13.2.2.1 Single Server Target
A focused guide to Single Server Target, connecting core concepts with practical Docker and container operations.
A single server target deploys an application's container directly to one specific machine, the simplest possible delivery target, reasonably appropriate for a smaller application without significant redundancy or scaling requirements.
Deploying Directly to a Single Server
A deployment script connects to the target server and runs the container directly.
ssh deploy@server.example.com "docker pull registry.example.com/myapp:1.0 && docker run -d --name myapp -p 80:8080 registry.example.com/myapp:1.0"
This pulls the specified image and runs it directly on that one server, with no additional orchestration layer involved.
Handling an Existing, Previously Running Container
A redeployment needs to stop and remove any previous container instance before starting the new one.
ssh deploy@server.example.com "docker stop myapp || true && docker rm myapp || true && docker pull registry.example.com/myapp:2.0 && docker run -d --name myapp -p 80:8080 registry.example.com/myapp:2.0"
This sequence stops and removes the prior container before starting the updated one, avoiding a naming conflict.

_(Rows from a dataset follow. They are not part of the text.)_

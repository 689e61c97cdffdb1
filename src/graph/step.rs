// src/graph/step.rs

use std::fmt;
use std::path::PathBuf;
use std::time::Duration;

use crate::errors::ExecutionError;
use crate::graph::input::{Input, NodeId, OutputRef};
use crate::graph::outputs::OutputStore;
use crate::script::ScriptPayload;

/// Timeout applied when a step does not declare one.
pub const DEFAULT_STEP_TIMEOUT: Duration = Duration::from_secs(5 * 60);

/// How the executor authenticates against a target.
#[derive(Debug, Clone, PartialEq, Eq)]
pub enum Credential {
    /// Private key file passed to the transport (`ssh -i`).
    KeyFile(PathBuf),
    /// Whatever the local agent / transport defaults provide.
    Agent,
}

/// Connection descriptor for a remote step.
///
/// The host is usually an output of the compute instance, so it stays an
/// [`Input`] until the step is dispatched.
#[derive(Debug, Clone, PartialEq)]
pub struct Target {
    pub host: Input,
    pub user: String,
    pub credential: Credential,
}

impl Target {
    pub fn new(host: impl Into<Input>, user: impl Into<String>, credential: Credential) -> Self {
        Self {
            host: host.into(),
            user: user.into(),
            credential,
        }
    }

    pub fn resolve(&self, outputs: &OutputStore) -> Result<ResolvedTarget, ExecutionError> {
        Ok(ResolvedTarget {
            host: self.host.resolve_string(outputs)?,
            user: self.user.clone(),
            credential: self.credential.clone(),
        })
    }
}

/// A target whose host is known.
#[derive(Debug, Clone, PartialEq, Eq)]
pub struct ResolvedTarget {
    pub host: String,
    pub user: String,
    pub credential: Credential,
}

impl ResolvedTarget {
    /// `user@host`, also the key for per-target serialization.
    pub fn destination(&self) -> String {
        format!("{}@{}", self.user, self.host)
    }
}

/// What a step runs on its target.
#[derive(Debug, Clone, PartialEq, Eq)]
pub enum StepCommand {
    /// A literal shell command line.
    Shell(String),
    /// Write a payload to `remote_path` on the target (payload travels on stdin).
    Deliver {
        remote_path: String,
        payload: ScriptPayload,
    },
}

impl StepCommand {
    pub fn shell(cmd: impl Into<String>) -> Self {
        StepCommand::Shell(cmd.into())
    }

    /// Command line plus optional stdin, as handed to the executor.
    pub fn resolve(&self) -> ResolvedCommand {
        match self {
            StepCommand::Shell(cmd) => ResolvedCommand {
                command: cmd.clone(),
                stdin: None,
            },
            StepCommand::Deliver {
                remote_path,
                payload,
            } => ResolvedCommand {
                command: format!("cat > {}", shell_quote(remote_path)),
                stdin: Some(payload.text().to_string()),
            },
        }
    }

    /// Short human-readable form for logs and dry-run output.
    pub fn describe(&self) -> String {
        match self {
            StepCommand::Shell(cmd) => cmd.clone(),
            StepCommand::Deliver {
                remote_path,
                payload,
            } => format!("deliver {} -> {}", payload.name(), remote_path),
        }
    }
}

/// Fully resolved command for one execution.
#[derive(Clone, PartialEq, Eq)]
pub struct ResolvedCommand {
    pub command: String,
    pub stdin: Option<String>,
}

impl ResolvedCommand {
    pub fn new(command: impl Into<String>) -> Self {
        Self {
            command: command.into(),
            stdin: None,
        }
    }
}

impl fmt::Debug for ResolvedCommand {
    fn fmt(&self, f: &mut fmt::Formatter<'_>) -> fmt::Result {
        f.debug_struct("ResolvedCommand")
            .field("command", &self.command)
            .field("stdin_len", &self.stdin.as_ref().map(String::len))
            .finish()
    }
}

/// One entry of a step's trigger list.
#[derive(Debug, Clone, PartialEq, Eq)]
pub enum TriggerInput {
    Value(String),
    Output(OutputRef),
}

impl TriggerInput {
    pub fn resolve(&self, outputs: &OutputStore) -> Result<String, ExecutionError> {
        match self {
            TriggerInput::Value(v) => Ok(v.clone()),
            TriggerInput::Output(r) => r.resolve(outputs).map(str::to_string),
        }
    }
}

impl From<&str> for TriggerInput {
    fn from(s: &str) -> Self {
        TriggerInput::Value(s.to_string())
    }
}

impl From<String> for TriggerInput {
    fn from(s: String) -> Self {
        TriggerInput::Value(s)
    }
}

impl From<OutputRef> for TriggerInput {
    fn from(r: OutputRef) -> Self {
        TriggerInput::Output(r)
    }
}

/// An imperative command executed against a provisioned target.
#[derive(Debug, Clone, PartialEq)]
pub struct RemoteStep {
    pub id: NodeId,
    pub target: Target,
    pub command: StepCommand,
    pub triggers: Vec<TriggerInput>,
    pub timeout: Duration,
    /// Keep redialling a refused or unreachable target until the timeout
    /// runs out, instead of failing on the first connection error.
    pub retry_connection: bool,
}

impl RemoteStep {
    pub fn new(id: impl Into<NodeId>, target: Target, command: StepCommand) -> Self {
        Self {
            id: id.into(),
            target,
            command,
            triggers: Vec::new(),
            timeout: DEFAULT_STEP_TIMEOUT,
            retry_connection: false,
        }
    }

    pub fn trigger(mut self, input: impl Into<TriggerInput>) -> Self {
        self.triggers.push(input.into());
        self
    }

    pub fn retry_connection(mut self, retry: bool) -> Self {
        self.retry_connection = retry;
        self
    }

    pub fn triggers<I, T>(mut self, inputs: I) -> Self
    where
        I: IntoIterator<Item = T>,
        T: Into<TriggerInput>,
    {
        self.triggers.extend(inputs.into_iter().map(Into::into));
        self
    }

    pub fn timeout(mut self, timeout: Duration) -> Self {
        self.timeout = timeout;
        self
    }

    /// Output references consumed by the target and the trigger list.
    pub fn output_refs(&self) -> Vec<&OutputRef> {
        let mut refs = self.target.host.output_refs();
        refs.extend(self.triggers.iter().filter_map(|t| match t {
            TriggerInput::Output(r) => Some(r),
            TriggerInput::Value(_) => None,
        }));
        refs
    }

    /// Values the trigger fingerprint is computed over: the resolved trigger
    /// list followed by the command material, so every step is content-addressed.
    pub fn fingerprint_inputs(&self, outputs: &OutputStore) -> Result<Vec<String>, ExecutionError> {
        let mut inputs = self
            .triggers
            .iter()
            .map(|t| t.resolve(outputs))
            .collect::<Result<Vec<_>, _>>()?;

        let resolved = self.command.resolve();
        inputs.push(resolved.command);
        if let Some(stdin) = resolved.stdin {
            inputs.push(stdin);
        }
        Ok(inputs)
    }
}

/// Single-quote `s` for a POSIX shell.
pub fn shell_quote(s: &str) -> String {
    if !s.is_empty()
        && s
            .chars()
            .all(|c| c.is_ascii_alphanumeric() || "/._-".contains(c))
    {
        return s.to_string();
    }
    format!("'{}'", s.replace('\'', r"'\''"))
}

#[cfg(test)]
mod tests {
    use super::*;

    fn target() -> Target {
        Target::new(OutputRef::new("instance", "public_ip"), "opc", Credential::Agent)
    }

    #[test]
    fn deliver_sends_payload_on_stdin() {
        let cmd = StepCommand::Deliver {
            remote_path: "/tmp/volume-mount.sh".into(),
            payload: ScriptPayload::new("volume-mount.sh", "mkfs ..."),
        };
        let resolved = cmd.resolve();
        assert_eq!(resolved.command, "cat > /tmp/volume-mount.sh");
        assert_eq!(resolved.stdin.as_deref(), Some("mkfs ..."));
    }

    #[test]
    fn shell_quote_escapes_only_when_needed() {
        assert_eq!(shell_quote("/tmp/a-b.sh"), "/tmp/a-b.sh");
        assert_eq!(shell_quote("it's here"), r"'it'\''s here'");
    }

    #[test]
    fn fingerprint_inputs_include_command_material() {
        let mut outputs = OutputStore::new();
        outputs.publish(
            "instance",
            [
                ("id".to_string(), "i-1".to_string()),
                ("public_ip".to_string(), "203.0.113.7".to_string()),
            ],
        );
        let step = RemoteStep::new("await", target(), StepCommand::shell("sudo cloud-init status --wait"))
            .trigger(OutputRef::new("instance", "id"));

        assert_eq!(
            step.fingerprint_inputs(&outputs).unwrap(),
            vec!["i-1".to_string(), "sudo cloud-init status --wait".to_string()]
        );
        assert_eq!(step.output_refs().len(), 2);
    }
}
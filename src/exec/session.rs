// src/exec/session.rs

//! Remote connection capability.

use async_trait::async_trait;

use crate::errors::ExecutionError;
use crate::graph::{ResolvedCommand, ResolvedTarget};

/// Exit status and combined stdout/stderr of one remote command.
#[derive(Debug, Clone, PartialEq, Eq)]
pub struct CommandOutput {
    pub exit_code: i32,
    pub output: String,
}

impl CommandOutput {
    pub fn new(exit_code: i32, output: impl Into<String>) -> Self {
        Self {
            exit_code,
            output: output.into(),
        }
    }

    pub fn success(&self) -> bool {
        self.exit_code == 0
    }
}

/// Opens sessions against resolved targets.
#[async_trait]
pub trait RemoteConnector: Send + Sync {
    async fn connect(&self, target: &ResolvedTarget) -> Result<Box<dyn Session>, ExecutionError>;
}

/// A session able to run commands on one target.
///
/// Dropping the future returned by [`Session::run`] must stop the command
/// locally; the executor relies on this to enforce timeouts.
#[async_trait]
pub trait Session: Send {
    async fn run(&mut self, command: &ResolvedCommand) -> Result<CommandOutput, ExecutionError>;
}
// src/graph/input.rs

use std::collections::BTreeMap;
use std::fmt;

use serde_json::Value;

use crate::errors::ExecutionError;
use crate::graph::outputs::OutputStore;

/// Canonical node identity used throughout the graph, scheduler and engine.
pub type NodeId = String;

/// Reference to an output attribute of another node (e.g. `angel-instance.public_ip`).
#[derive(Debug, Clone, PartialEq, Eq, Hash, PartialOrd, Ord)]
pub struct OutputRef {
    pub node: NodeId,
    pub attribute: String,
}

impl OutputRef {
    pub fn new(node: impl Into<NodeId>, attribute: impl Into<String>) -> Self {
        Self {
            node: node.into(),
            attribute: attribute.into(),
        }
    }

    /// Look the attribute up, failing if the owning node has not published it.
    pub fn resolve<'a>(&self, outputs: &'a OutputStore) -> Result<&'a str, ExecutionError> {
        outputs
            .get(self)
            .ok_or_else(|| ExecutionError::Unresolved(self.to_string()))
    }
}

impl fmt::Display for OutputRef {
    fn fmt(&self, f: &mut fmt::Formatter<'_>) -> fmt::Result {
        write!(f, "{}.{}", self.node, self.attribute)
    }
}

/// A configuration value: either known at declaration time or produced by
/// another node once it exists.
#[derive(Debug, Clone, PartialEq)]
pub enum Input {
    Value(Value),
    Output(OutputRef),
    List(Vec<Input>),
    Map(BTreeMap<String, Input>),
}

impl Input {
    pub fn map<I, K>(entries: I) -> Self
    where
        I: IntoIterator<Item = (K, Input)>,
        K: Into<String>,
    {
        Input::Map(entries.into_iter().map(|(k, v)| (k.into(), v)).collect())
    }

    /// Every output reference this value consumes, depth-first.
    pub fn output_refs(&self) -> Vec<&OutputRef> {
        let mut refs = Vec::new();
        self.collect_refs(&mut refs);
        refs
    }

    fn collect_refs<'a>(&'a self, refs: &mut Vec<&'a OutputRef>) {
        match self {
            Input::Value(_) => {}
            Input::Output(r) => refs.push(r),
            Input::List(items) => items.iter().for_each(|i| i.collect_refs(refs)),
            Input::Map(entries) => entries.values().for_each(|i| i.collect_refs(refs)),
        }
    }

    /// Produce the concrete JSON value, reading referenced outputs.
    pub fn resolve(&self, outputs: &OutputStore) -> Result<Value, ExecutionError> {
        Ok(match self {
            Input::Value(v) => v.clone(),
            Input::Output(r) => Value::String(r.resolve(outputs)?.to_string()),
            Input::List(items) => Value::Array(
                items
                    .iter()
                    .map(|i| i.resolve(outputs))
                    .collect::<Result<Vec<_>, _>>()?,
            ),
            Input::Map(entries) => {
                let mut obj = serde_json::Map::new();
                for (k, v) in entries {
                    obj.insert(k.clone(), v.resolve(outputs)?);
                }
                Value::Object(obj)
            }
        })
    }

    /// Resolve to a plain string (strings are unquoted, everything else is JSON text).
    pub fn resolve_string(&self, outputs: &OutputStore) -> Result<String, ExecutionError> {
        Ok(match self.resolve(outputs)? {
            Value::String(s) => s,
            other => other.to_string(),
        })
    }
}

impl From<OutputRef> for Input {
    fn from(r: OutputRef) -> Self {
        Input::Output(r)
    }
}

impl From<Value> for Input {
    fn from(v: Value) -> Self {
        Input::Value(v)
    }
}

impl From<&str> for Input {
    fn from(s: &str) -> Self {
        Input::Value(Value::String(s.to_string()))
    }
}

impl From<String> for Input {
    fn from(s: String) -> Self {
        Input::Value(Value::String(s))
    }
}

impl From<bool> for Input {
    fn from(b: bool) -> Self {
        Input::Value(Value::Bool(b))
    }
}

impl From<i64> for Input {
    fn from(n: i64) -> Self {
        Input::Value(Value::from(n))
    }
}

impl From<u32> for Input {
    fn from(n: u32) -> Self {
        Input::Value(Value::from(n))
    }
}

impl From<u16> for Input {
    fn from(n: u16) -> Self {
        Input::Value(Value::from(n))
    }
}

impl From<Vec<Input>> for Input {
    fn from(items: Vec<Input>) -> Self {
        Input::List(items)
    }
}

/// Desired configuration of a resource, keyed by provider field name.
#[derive(Debug, Clone, Default, PartialEq)]
pub struct ResourceConfig {
    fields: BTreeMap<String, Input>,
}

impl ResourceConfig {
    pub fn new() -> Self {
        Self::default()
    }

    pub fn with(mut self, key: impl Into<String>, value: impl Into<Input>) -> Self {
        self.fields.insert(key.into(), value.into());
        self
    }

    pub fn get(&self, key: &str) -> Option<&Input> {
        self.fields.get(key)
    }

    pub fn is_empty(&self) -> bool {
        self.fields.is_empty()
    }

    pub fn output_refs(&self) -> Vec<&OutputRef> {
        self.fields.values().flat_map(|v| v.output_refs()).collect()
    }

    /// Resolve every field into a JSON object.
    pub fn resolve(&self, outputs: &OutputStore) -> Result<Value, ExecutionError> {
        let mut obj = serde_json::Map::new();
        for (k, v) in &self.fields {
            obj.insert(k.clone(), v.resolve(outputs)?);
        }
        Ok(Value::Object(obj))
    }
}
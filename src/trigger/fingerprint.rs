// src/trigger/fingerprint.rs

use std::fmt;

use blake3::Hasher;

/// Deterministic digest of a step's trigger inputs (blake3, hex encoded).
#[derive(Debug, Clone, PartialEq, Eq, Hash)]
pub struct Fingerprint(String);

impl Fingerprint {
    pub fn from_hex(hex: impl Into<String>) -> Self {
        Fingerprint(hex.into())
    }

    pub fn as_str(&self) -> &str {
        &self.0
    }
}

impl fmt::Display for Fingerprint {
    fn fmt(&self, f: &mut fmt::Formatter<'_>) -> fmt::Result {
        f.write_str(&self.0)
    }
}

/// Order-sensitive digest of `inputs`.
///
/// Each input is framed with its length so that `["ab", "c"]` and
/// `["a", "bc"]` hash differently.
pub fn fingerprint<S: AsRef<str>>(inputs: &[S]) -> Fingerprint {
    let mut hasher = Hasher::new();
    hasher.update(&(inputs.len() as u64).to_le_bytes());
    for input in inputs {
        let bytes = input.as_ref().as_bytes();
        hasher.update(&(bytes.len() as u64).to_le_bytes());
        hasher.update(bytes);
    }
    Fingerprint(hasher.finalize().to_hex().to_string())
}

/// Whether a step has to run: true iff nothing is recorded for it or the
/// recorded fingerprint differs from the one computed from `current_inputs`.
pub fn should_run<S: AsRef<str>>(
    _step_id: &str,
    current_inputs: &[S],
    last_known: Option<&Fingerprint>,
) -> bool {
    match last_known {
        None => true,
        Some(last) => *last != fingerprint(current_inputs),
    }
}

Why a Single Server Target Has No Built-In Redundancy
Since everything runs on one machine, that machine becoming unavailable takes the entire application down with it — a limitation worth being explicitly aware of when choosing this delivery target for anything beyond non-critical or low-traffic use cases.
ssh deploy@server.example.com "docker ps"
When This Target Remains a Reasonable Choice
For a small internal tool, a low-traffic application, or an early-stage project not yet needing redundancy, the simplicity of a single server target can reasonably outweigh the lack of built-in resilience that a more complex orchestration target would otherwise provide.
Why Single Server Target Matters
Understanding both the simplicity and the inherent limitation of deploying directly to a single server helps in making a deliberate, appropriate choice about when this delivery target genuinely fits an application's actual requirements, and when a more resilient target becomes necessary instead.